use std::collections::{HashMap, HashSet};
use std::io::BufRead;
use std::path::Path;

use crate::input::{InputError, column_index, header_columns, open_maybe_gz};
use crate::model::IdentifierKind;

const SYMBOL_COLUMN: &str = "symbol";
const PREV_SYMBOL_COLUMN: &str = "prev_symbol";

/// Immutable gene symbol to stable identifier lookup.
///
/// Current approved symbols take precedence over previous symbols, so a
/// retired symbol that was later reassigned resolves to the gene that holds
/// it today. A current symbol with a blank identifier stays unmapped.
#[derive(Debug, Clone, Default)]
pub struct IdentifierMap {
    current: HashMap<String, String>,
    /// Current symbols whose row has no identifier of the selected kind.
    unidentified: HashSet<String>,
    previous: HashMap<String, String>,
}

impl IdentifierMap {
    #[cfg(test)]
    pub fn from_pairs<I, S, T>(pairs: I) -> Self
    where
        I: IntoIterator<Item = (S, T)>,
        S: Into<String>,
        T: Into<String>,
    {
        let mut map = Self::default();
        for (symbol, identifier) in pairs {
            map.insert_current(symbol.into(), identifier.into());
        }
        map
    }

    /// Loads an HGNC complete-set table (`hgnc_complete_set.txt`, optionally gzipped).
    pub fn load_hgnc(path: &Path, kind: IdentifierKind) -> Result<Self, InputError> {
        let mut reader = open_maybe_gz(path)?;
        let mut buf = String::new();

        if reader.read_line(&mut buf)? == 0 {
            return Err(InputError::Parse(format!(
                "HGNC table {} is empty",
                path.display()
            )));
        }
        let header = header_columns(&buf);
        let symbol_idx = column_index(&header, SYMBOL_COLUMN).ok_or_else(|| {
            InputError::Parse(format!(
                "HGNC table {} has no '{}' column",
                path.display(),
                SYMBOL_COLUMN
            ))
        })?;
        let id_idx = column_index(&header, kind.column()).ok_or_else(|| {
            InputError::Parse(format!(
                "HGNC table {} has no '{}' column",
                path.display(),
                kind.column()
            ))
        })?;
        let prev_idx = column_index(&header, PREV_SYMBOL_COLUMN);

        let mut map = IdentifierMap::default();
        loop {
            buf.clear();
            if reader.read_line(&mut buf)? == 0 {
                break;
            }
            let line = buf.trim_end_matches(['\r', '\n']);
            if line.trim().is_empty() {
                continue;
            }
            let fields: Vec<&str> = line.split('\t').collect();
            let symbol = fields.get(symbol_idx).map(|s| unquote(s)).unwrap_or("");
            let identifier = fields.get(id_idx).map(|s| unquote(s)).unwrap_or("");
            if symbol.is_empty() {
                continue;
            }
            map.insert_current(symbol.to_string(), identifier.to_string());
            if identifier.is_empty() {
                continue;
            }
            if let Some(prev) = prev_idx.and_then(|i| fields.get(i)) {
                for old in unquote(prev).split('|').map(str::trim) {
                    if !old.is_empty() {
                        map.previous
                            .entry(old.to_string())
                            .or_insert_with(|| identifier.to_string());
                    }
                }
            }
        }

        Ok(map)
    }

    fn insert_current(&mut self, symbol: String, identifier: String) {
        if identifier.is_empty() {
            self.unidentified.insert(symbol);
        } else {
            self.current.insert(symbol, identifier);
        }
    }

    pub fn get(&self, symbol: &str) -> Option<&str> {
        if let Some(identifier) = self.current.get(symbol) {
            return Some(identifier);
        }
        if self.unidentified.contains(symbol) {
            return None;
        }
        self.previous.get(symbol).map(String::as_str)
    }

    pub fn len(&self) -> usize {
        self.current.len()
    }

    pub fn is_empty(&self) -> bool {
        self.current.is_empty()
    }
}

fn unquote(s: &str) -> &str {
    let t = s.trim();
    t.strip_prefix('"')
        .and_then(|inner| inner.strip_suffix('"'))
        .unwrap_or(t)
}

#[cfg(test)]
#[path = "../../tests/src_inline/input/hgnc.rs"]
mod tests;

* * * * * * *

### Action item:
Report the number of lines in the listing above that hold the word "IdentifierKind", and give no other text.

### Problem solution:
2